Matrimónio. Trabalho. Aquisição de habitação ou de automóvel. Partilhas. Estes são apenas alguns dos muitos aspectos da vida em sociedade que são regulados por contratos. Todos esperamos que os contratos sejam respeitados e honrados. A violação, retrospectiva de contratos, sob qualquer pretexto, sabemos que nos conduz ao imprevisível.

Na construção filosófica do Estado moderno, tal como formulado pelos Iluministas, a autoridade absoluta de reis, príncipes e bispos, foi substituída por leis universais que a todos se aplicam, sem distinção de estatuto social.

Os cidadãos concedem ao Estado o privilégio e o monopólio da defesa interna e externa, a representação face a terceiros Estados e a administração das leis e da justiça. São estes os pilares de um Estado moderno. Um Estado que arbitra disputas, que se baseia no Direito Natural (e não em qualquer suposta interpretação de um Direito Divino) e na igualdade de todos perante a lei.

Um Estado que dá o exemplo e se norteia por elevados padrões éticos, procurando sempre o Bem Comum.
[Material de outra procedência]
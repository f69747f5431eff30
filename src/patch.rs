use std::fs::{self, File};
use std::io::{BufRead, BufReader, BufWriter, Write};
use std::path::Path;

use anyhow::{bail, Context, Result};
use tempfile::NamedTempFile;
use tracing::debug;

use crate::content_length::{parse_value, ContentLength};

/// Rewrites every Content-Length line of `path` with the value at the same
/// occurrence index in `reference`; everything else is copied as is.
///
/// The new content is written to a temp file next to `path` and renamed over
/// it only once fully flushed. Any earlier failure drops (and deletes) the temp
/// file and leaves `path` untouched. Returns the number of lines replaced.
pub fn patch_content_lengths(path: &Path, reference: &[ContentLength]) -> Result<usize> {
    let dir = match path.parent() {
        Some(p) if !p.as_os_str().is_empty() => p,
        _ => Path::new("."),
    };

    let source = File::open(path).with_context(|| format!("Cannot open {}", path.display()))?;
    let permissions = source.metadata()?.permissions();
    let mut reader = BufReader::new(source);

    let temp = NamedTempFile::new_in(dir)
        .with_context(|| format!("Cannot create temp file in {}", dir.display()))?;
    let mut writer = BufWriter::new(temp);

    let mut replaced = 0;
    let mut buf = Vec::new();
    loop {
        buf.clear();
        if reader.read_until(b'\n', &mut buf)? == 0 {
            break;
        }

        if parse_value(&buf)?.is_some() {
            let Some(cl) = reference.get(replaced) else {
                bail!(
                    "{} has more Content-Length lines than the {} reference values",
                    path.display(),
                    reference.len()
                );
            };
            writeln!(writer, "Content-Length: {}", cl.value)?;
            debug!("  - patching \"Content-Length: {}\"", cl.value);
            replaced += 1;
        } else {
            writer.write_all(&buf)?;
        }
    }
    drop(reader);

    let temp = writer
        .into_inner()
        .map_err(|e| e.into_error())
        .with_context(|| format!("Cannot flush patched copy of {}", path.display()))?;
    // Close the handle, keep the path (and its delete-on-drop guard) until the rename.
    let temp = temp.into_temp_path();
    fs::set_permissions(&temp, permissions)
        .with_context(|| format!("Cannot copy permissions of {}", path.display()))?;
    temp.persist(path)
        .map_err(|e| e.error)
        .with_context(|| format!("Cannot replace {}", path.display()))?;

    Ok(replaced)
}
#![allow(dead_code)]

use std::fs;
use std::path::{Path, PathBuf};

use tracing::Level;

use fix_content_lengths::Options;

pub fn init_test_logging() {
    let _ = tracing_subscriber::fmt()
        .with_max_level(Level::DEBUG)
        .with_target(false)
        .with_test_writer()
        .try_init();
}

pub fn write(root: &Path, rel: &str, content: &str) -> PathBuf {
    let path = root.join(rel);
    if let Some(parent) = path.parent() {
        fs::create_dir_all(parent).unwrap();
    }
    fs::write(&path, content).unwrap();
    path
}

pub fn options(path: &Path, dry_run: bool) -> Options {
    Options {
        path: path.to_path_buf(),
        dry_run,
        verbose: true,
    }
}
Tudo isto a propósito da rábula parlamentar em torno de quase certa nova injeção no Novo Banco, por parte do Fundo de Resolução. Em 2014 fomos dos poucos que escreveram que ao velho BES deveriam ser afectos a totalidade dos créditos da sua carteira e ao Novo Banco os depósitos e uma base de capital sem ónus ou legados. E que o Novo Banco deveria ficar, temporariamente, na esfera pública. Financiando, prioritariamente, as PME e microempresas portuguesas. Hoje parece óbvio que assim deveria ter sido. Mas não é isso que está em causa.

Os trabalhadores, e provavelmente os clientes, os fornecedores e os obrigacionistas, sentem que o seu Novo Banco é uma arma de arremesso político. Num jogo perigoso, em que alguém parece querer colocar na berlinda a viabilidade de milhares de postos de trabalho, no banco e nas empresas suas clientes. Ignorantes que são do potencial de um choque sistémico, cuja magnitude pode ser similar ao de uma pandemia.
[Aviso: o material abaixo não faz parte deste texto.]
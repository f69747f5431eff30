use std::path::{Path, PathBuf};

use anyhow::{Context, Result};
use walkdir::WalkDir;

use crate::utils::has_out_extension;

/// Every regular `.out` file below `root`, recursing into all subdirectories,
/// symlinked ones included. Order follows the walk and is not sorted.
pub fn find_out_files(root: &Path) -> Result<Vec<PathBuf>> {
    let mut files = Vec::new();

    for entry in WalkDir::new(root).follow_links(true) {
        let entry = entry.with_context(|| format!("Cannot walk {}", root.display()))?;
        let path = entry.path();
        if path.is_file() && has_out_extension(path) {
            files.push(path.to_path_buf());
        }
    }

    Ok(files)
}

#[cfg(test)]
mod tests {
    use super::*;
    use std::fs;

    #[test]
    fn finds_out_files_recursively() {
        let dir = tempfile::tempdir().unwrap();
        let root = dir.path();
        fs::create_dir_all(root.join("cases/nested")).unwrap();
        for name in [
            "top.out",
            "top.test",
            "cases/a.out",
            "cases/a.test",
            "cases/readme.txt",
            "cases/nested/b.out",
        ] {
            fs::write(root.join(name), "").unwrap();
        }
        fs::create_dir_all(root.join("cases/dir.out")).unwrap();

        let mut found = find_out_files(root).unwrap();
        found.sort();

        let mut expected = vec![
            root.join("cases/a.out"),
            root.join("cases/nested/b.out"),
            root.join("top.out"),
        ];
        expected.sort();
        assert_eq!(found, expected);
    }

    #[cfg(unix)]
    #[test]
    fn follows_symlinked_directories() {
        let dir = tempfile::tempdir().unwrap();
        let root = dir.path();
        fs::create_dir_all(root.join("real")).unwrap();
        fs::create_dir_all(root.join("sub")).unwrap();
        fs::write(root.join("real/a.out"), "").unwrap();
        std::os::unix::fs::symlink(root.join("real"), root.join("sub/link")).unwrap();

        let found = find_out_files(&root.join("sub")).unwrap();

        assert_eq!(found, vec![root.join("sub/link/a.out")]);
    }

    #[test]
    fn missing_root_is_an_error() {
        let dir = tempfile::tempdir().unwrap();
        assert!(find_out_files(&dir.path().join("absent")).is_err());
    }
}
use std::fs::File;
use std::io::{BufRead, BufReader};
use std::path::Path;
use std::sync::LazyLock;

use anyhow::{Context, Result};
use regex::bytes::Regex;
use thiserror::Error;
use tracing::debug;

/// Anchored, case-sensitive; ASCII digits only.
pub(crate) static CONTENT_LENGTH_LINE: LazyLock<Regex> =
    LazyLock::new(|| Regex::new(r"^Content-Length: ([0-9]+)").expect("valid Content-Length regex"));

/// One `Content-Length: <value>` occurrence and the 1-based line it sits on.
#[derive(Debug, Clone, Copy, PartialEq, Eq)]
pub struct ContentLength {
    pub line: usize,
    pub value: u64,
}

#[derive(Debug, Clone, PartialEq, Eq, Error)]
pub enum Misalignment {
    #[error("number of content-length entries does not match (.test has {target}, .out has {reference})")]
    Count { target: usize, reference: usize },

    #[error("item #{index} does not match: .test line {target_line} vs .out line {reference_line}")]
    Line {
        index: usize,
        target_line: usize,
        reference_line: usize,
    },
}

pub fn extract(path: &Path) -> Result<Vec<ContentLength>> {
    let file = File::open(path).with_context(|| format!("Cannot open {}", path.display()))?;
    extract_from_reader(BufReader::new(file))
        .with_context(|| format!("Cannot scan {}", path.display()))
}

pub fn extract_from_reader<R: BufRead>(mut reader: R) -> Result<Vec<ContentLength>> {
    let mut found = Vec::new();
    let mut buf = Vec::new();
    let mut line = 0;

    loop {
        buf.clear();
        if reader.read_until(b'\n', &mut buf)? == 0 {
            break;
        }
        line += 1;

        if let Some(value) = parse_value(&buf)? {
            debug!("  - push [{line}, {value}]");
            found.push(ContentLength { line, value });
        }
    }
    Ok(found)
}

/// Returns the value when `line` is a Content-Length line.
pub(crate) fn parse_value(line: &[u8]) -> Result<Option<u64>> {
    let Some(caps) = CONTENT_LENGTH_LINE.captures(line) else {
        return Ok(None);
    };
    // The capture is [0-9]+, hence valid UTF-8.
    let digits = std::str::from_utf8(&caps[1])?;
    let value = digits
        .parse::<u64>()
        .with_context(|| format!("Content-Length value out of range: {digits}"))?;
    Ok(Some(value))
}

/// Line positions must agree one to one; values are not compared.
pub fn check_same_lines(
    target: &[ContentLength],
    reference: &[ContentLength],
) -> Result<(), Misalignment> {
    if target.len() != reference.len() {
        return Err(Misalignment::Count {
            target: target.len(),
            reference: reference.len(),
        });
    }

    match target
        .iter()
        .zip(reference)
        .position(|(t, r)| t.line != r.line)
    {
        Some(index) => Err(Misalignment::Line {
            index,
            target_line: target[index].line,
            reference_line: reference[index].line,
        }),
        None => Ok(()),
    }
}
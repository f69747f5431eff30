use std::path::PathBuf;
use std::process;

use anyhow::{bail, Result};
use clap::{ArgAction, CommandFactory, Parser};

#[derive(Parser, Debug)]
#[command(
    author,
    version,
    about = "Modifies each \"Content-Length\" line in .test files, based on the same values in the corresponding .out file",
    long_about = None,
    disable_help_flag = true,
    disable_version_flag = true
)]
pub struct Args {
    /// .test or .out file to modify. Alternatively, a directory in which case
    /// all the .test/.out files in that directory are checked, recursively
    #[arg(short = 'f', long = "file", value_name = "FILE")]
    pub file: Option<PathBuf>,

    /// Dry-run mode, i.e. .test files are not modified
    #[arg(short = 'd', long)]
    pub dry_run: bool,

    /// Verbose mode
    #[arg(short = 'v', long)]
    pub verbose: bool,

    /// Print this usage message
    #[arg(short = 'u', long = "usage", action = ArgAction::Help)]
    pub usage: Option<bool>,

    /// Option parsing stops at the first non-option; the rest is ignored
    #[arg(hide = true, trailing_var_arg = true, num_args = 0..)]
    pub rest: Vec<String>,
}

/// Run configuration handed to every stage that needs it.
#[derive(Debug, Clone)]
pub struct Options {
    pub path: PathBuf,
    pub dry_run: bool,
    pub verbose: bool,
}

pub fn build_options(args: &Args) -> Result<Options> {
    let Some(path) = args.file.clone() else {
        bail!("missing -f parameter");
    };

    Ok(Options {
        path,
        dry_run: args.dry_run,
        verbose: args.verbose,
    })
}

pub fn usage() -> String {
    Args::command().render_help().to_string()
}

/// Prints `message`, a blank line and the usage text to stdout, then exits with status 1.
pub fn usage_and_exit(message: &str) -> ! {
    if !message.is_empty() {
        println!("{message}");
        println!();
    }
    print!("{}", usage());
    process::exit(1);
}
Um arremesso político jogado por incautos que querem fazer tábua rasa dos contratos e compromissos da República Portuguesa.

Nada temos contra auditorias. Mas se permitirmos que contratos, livremente celebrados entre as partes, sejam rasgados pela República, nada mais estará a salvo.

Está nas mãos dos cidadãos mostrarem o seu repúdio por jogadas políticas que em nada os beneficiam. Os trabalhadores bancários estão fartos de serem vilões de culpas alheias.

O autor escreve de acordo com a antiga ortografia.